Task to carry out: Faithfully repeat all of the records, as they are written below.

Raw data:
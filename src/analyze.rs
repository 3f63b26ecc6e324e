use crate::{
    codec::SessionCodec,
    options::ScanOptions,
    source::{SessionSource, SourceItem},
    stats::{Report, SessionStats},
    store::SessionStore,
};

/// Runs one analysis pass over `store` and returns the summary.
pub async fn analyze(
    store: &SessionStore,
    codec: &dyn SessionCodec,
    options: &ScanOptions,
) -> anyhow::Result<Report> {
    let total = store.count_all().await?;
    let mut source = SessionSource::from_options(store, options)?;

    match &source {
        SessionSource::Scan(_) => {
            let matching = store.count_bigger_than(options.bigger_than).await?;
            tracing::info!(
                total,
                matching,
                bigger_than = options.bigger_than,
                batch_size = options.batch_size,
                "scanning sessions"
            );
        }
        SessionSource::Ids(lookup) => {
            tracing::info!(total, ids = lookup.remaining(), "looking up sessions by id");
        }
    }

    let mut stats = SessionStats::new(total);
    while let Some(item) = source.next().await? {
        match item {
            SourceItem::Found(record) => stats.record(&record, codec)?,
            SourceItem::Missing(session_key) => {
                tracing::warn!(session_key = %session_key, "session not found, skipping");
                stats.record_missing();
            }
        }
    }

    tracing::info!(
        processed = stats.processed(),
        missing = stats.missing(),
        "analysis finished"
    );
    Ok(stats.report())
}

Result of this exercise:
filename src/analyze.rs
repository 3f63b26ecc6e324e
use crate::{
    codec::SessionCodec,
    options::ScanOptions,
    source::{SessionSource, SourceItem},
    stats::{Report, SessionStats},
    store::SessionStore,
};

/// Runs one analysis pass over `store` and returns the summary.
pub async fn analyze(
    store: &SessionStore,
    codec: &dyn SessionCodec,
    options: &ScanOptions,
) -> anyhow::Result<Report> {
    let total = store.count_all().await?;
    let mut source = SessionSource::from_options(store, options)?;

    match &source {
        SessionSource::Scan(_) => {
            let matching = store.count_bigger_than(options.bigger_than).await?;
            tracing::info!(
                total,
                matching,
                bigger_than = options.bigger_than,
                batch_size = options.batch_size,
                "scanning sessions"
            );
        }
        SessionSource::Ids(lookup) => {
            tracing::info!(total, ids = lookup.remaining(), "looking up sessions by id");
        }
    }

    let mut stats = SessionStats::new(total);
    while let Some(item) = source.next().await? {
        match item {
            SourceItem::Found(record) => stats.record(&record, codec)?,
            SourceItem::Missing(session_key) => {
                tracing::warn!(session_key = %session_key, "session not found, skipping");
                stats.record_missing();
            }
        }
    }

    tracing::info!(
        processed = stats.processed(),
        missing = stats.missing(),
        "analysis finished"
    );
    Ok(stats.report())
}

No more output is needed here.